TABLE 2. Clinical Staging of Mast Cell Tumors
DEFINITIVE TREATMENTS FOR LOCALIZED DISEASE
Definitive surgery can be performed in most practice settings, requiring neither additional instrumentation nor specialized equipment. Definitive surgery is most appropriate in dogs with localized mast cell tumors of low or intermediate histologic grade (grade I or II, respectively). Surgery is also best suited for tumors involving anatomical sites amenable to wide resection.
Two recent reports describe the effectiveness of surgery alone for treating grade II, localized cutaneous mast cell tumors.12,13 The studies found that surgical resection was an effective treatment option, with recurrence in only 5% to 11% of dogs after complete excision. These studies emphasize that complete excision is often a curative treatment option, when anatomically feasible, for localized cutaneous mast cell tumors in dogs.

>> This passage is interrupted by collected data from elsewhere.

#![allow(dead_code)]

use std::path::{Path, PathBuf};

use assert_cmd::Command;
use lopdf::content::{Content, Operation};
use lopdf::{Document, Object, Stream, dictionary};

pub fn cmd() -> Command {
    Command::cargo_bin("pdfreplace").unwrap()
}

/// One Helvetica 12pt line per page.
pub fn text_pdf(pages: &[&str]) -> Vec<u8> {
    let mut doc = Document::with_version("1.5");
    let pages_id = doc.new_object_id();
    let font_id = doc.add_object(dictionary! {
        "Type" => "Font",
        "Subtype" => "Type1",
        "BaseFont" => "Helvetica",
        "Encoding" => "WinAnsiEncoding",
    });

    let mut kids: Vec<Object> = Vec::new();
    for text in pages {
        let content = Content {
            operations: vec![
                Operation::new("BT", vec![]),
                Operation::new("Tf", vec!["F1".into(), 12.into()]),
                Operation::new("Td", vec![72.into(), 720.into()]),
                Operation::new("Tj", vec![Object::string_literal(*text)]),
                Operation::new("ET", vec![]),
            ],
        };
        let content_id = doc.add_object(Stream::new(dictionary! {}, content.encode().unwrap()));
        let page_id = doc.add_object(dictionary! {
            "Type" => "Page",
            "Parent" => pages_id,
            "Contents" => content_id,
            "Resources" => dictionary! { "Font" => dictionary! { "F1" => font_id } },
            "MediaBox" => vec![0.into(), 0.into(), 612.into(), 792.into()],
        });
        kids.push(page_id.into());
    }

    let count = kids.len() as i64;
    doc.objects.insert(
        pages_id,
        Object::Dictionary(dictionary! { "Type" => "Pages", "Kids" => kids, "Count" => count }),
    );
    let catalog_id = doc.add_object(dictionary! { "Type" => "Catalog", "Pages" => pages_id });
    doc.trailer.set("Root", catalog_id);

    let mut out = Vec::new();
    doc.save_to(&mut out).unwrap();
    out
}

/// Write `bytes` to `dir/name` and return the path.
pub fn write_pdf(dir: &Path, name: &str, bytes: &[u8]) -> PathBuf {
    let path = dir.join(name);
    std::fs::write(&path, bytes).unwrap();
    path
}

/// Extracted text of each page of the PDF at `path`.
pub fn page_texts(path: &Path) -> Vec<String> {
    let pdf = pdfreplace::Pdf::open_file(path).unwrap();
    pdf.pages_iter()
        .map(|page| page.unwrap().extract_text())
        .collect()
}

Because definitive surgery of localized mast cell tumors may be curative, defining the extent of surgical margins required for complete excision is important. A recent study assessed the surgical margins necessary for completely excising grades I and II cutaneous mast cell tumors greater than 1 cm in diameter. The results suggest that complete excision of cutaneous mast cell tumors should be achievable with lateral surgical margins of 2 cm and deep surgical margins including one fascial plane.14
Although obtaining complete margins should be the goal of any definitive surgical procedure, one recent study did not find any difference between local tumor recurrences in dogs with histologically tumor-free vs. nontumor-free margins. This unexpected finding may be due to the small sample population analyzed, so strong conclusions should not be drawn from this study.15 In addition, when looking at surgical margins for mast cells, normal mast cells often cannot be differentiated from neoplastic ones, complicating the interpretation of clean vs. dirty surgical margins.

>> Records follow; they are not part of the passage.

//! In-memory PDFs for unit tests.

use lopdf::content::{Content, Operation};
use lopdf::{Document, Object, Stream, dictionary};

/// One line of text drawn with `Td` at (`x`, `y`) in PDF user space.
pub struct Line<'a> {
    pub text: &'a str,
    pub x: f64,
    pub y: f64,
    pub size: f64,
}

impl<'a> Line<'a> {
    pub fn at(text: &'a str, x: f64, y: f64, size: f64) -> Self {
        Self { text, x, y, size }
    }
}

/// US Letter pages whose lines are set in the base-14 font `base_font`,
/// optionally filled with an RGB colour.
pub fn build_pdf(base_font: &str, fill: Option<[f32; 3]>, pages: &[Vec<Line<'_>>]) -> Vec<u8> {
    let mut doc = Document::with_version("1.5");
    let pages_id = doc.new_object_id();
    let font_id = doc.add_object(dictionary! {
        "Type" => "Font",
        "Subtype" => "Type1",
        "BaseFont" => base_font,
        "Encoding" => "WinAnsiEncoding",
    });
    let resources_id = doc.add_object(dictionary! {
        "Font" => dictionary! { "F1" => font_id },
    });

    let mut kids: Vec<Object> = Vec::new();
    for lines in pages {
        let mut ops = Vec::new();
        if let Some([r, g, b]) = fill {
            ops.push(Operation::new("rg", vec![r.into(), g.into(), b.into()]));
        }
        for line in lines {
            ops.push(Operation::new("BT", vec![]));
            ops.push(Operation::new("Tf", vec!["F1".into(), (line.size as f32).into()]));
            ops.push(Operation::new(
                "Td",
                vec![(line.x as f32).into(), (line.y as f32).into()],
            ));
            ops.push(Operation::new("Tj", vec![Object::string_literal(line.text)]));
            ops.push(Operation::new("ET", vec![]));
        }
        let content = Content { operations: ops }.encode().unwrap();
        let content_id = doc.add_object(Stream::new(dictionary! {}, content));
        let page_id = doc.add_object(dictionary! {
            "Type" => "Page",
            "Parent" => pages_id,
            "Contents" => content_id,
        });
        kids.push(page_id.into());
    }

    let count = kids.len() as i64;
    doc.objects.insert(
        pages_id,
        Object::Dictionary(dictionary! {
            "Type" => "Pages",
            "Kids" => kids,
            "Count" => count,
            "Resources" => resources_id,
            "MediaBox" => vec![0.into(), 0.into(), 612.into(), 792.into()],
        }),
    );
    let catalog_id = doc.add_object(dictionary! {
        "Type" => "Catalog",
        "Pages" => pages_id,
    });
    doc.trailer.set("Root", catalog_id);

    let mut out = Vec::new();
    doc.save_to(&mut out).unwrap();
    out
}

/// One Helvetica 12pt line at (72, 720) per page.
pub fn text_pdf(pages: &[&str]) -> Vec<u8> {
    let pages: Vec<Vec<Line<'_>>> = pages
        .iter()
        .map(|text| vec![Line::at(text, 72.0, 720.0, 12.0)])
        .collect();
    build_pdf("Helvetica", None, &pages)
}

ADJUVANT TREATMENTS FOR LOCALIZED OR REGIONAL LYMPH NODE METASTATIC DISEASE
Not all dogs with localized mast cell tumors are candidates for curative surgery. In some situations, surgery may only be cytoreductive, thereby leaving behind either residual microscopic or even macroscopic disease (Figure 5). For these patients, instituting adjuvant therapies should be recommended to decrease the likelihood of local tumor regrowth. Best suited for the management of small tumor burdens, adjuvant therapies should be instituted shortly after cytoreductive surgeries before measurable tumor regrowth. Although the most effective adjuvant therapy for treating canine cutaneous mast cell tumors is external beam megavoltage radiation therapy, other treatment options such as systemic chemotherapy, intraregional deionized water, and interstitial brachytherapy have been investigated.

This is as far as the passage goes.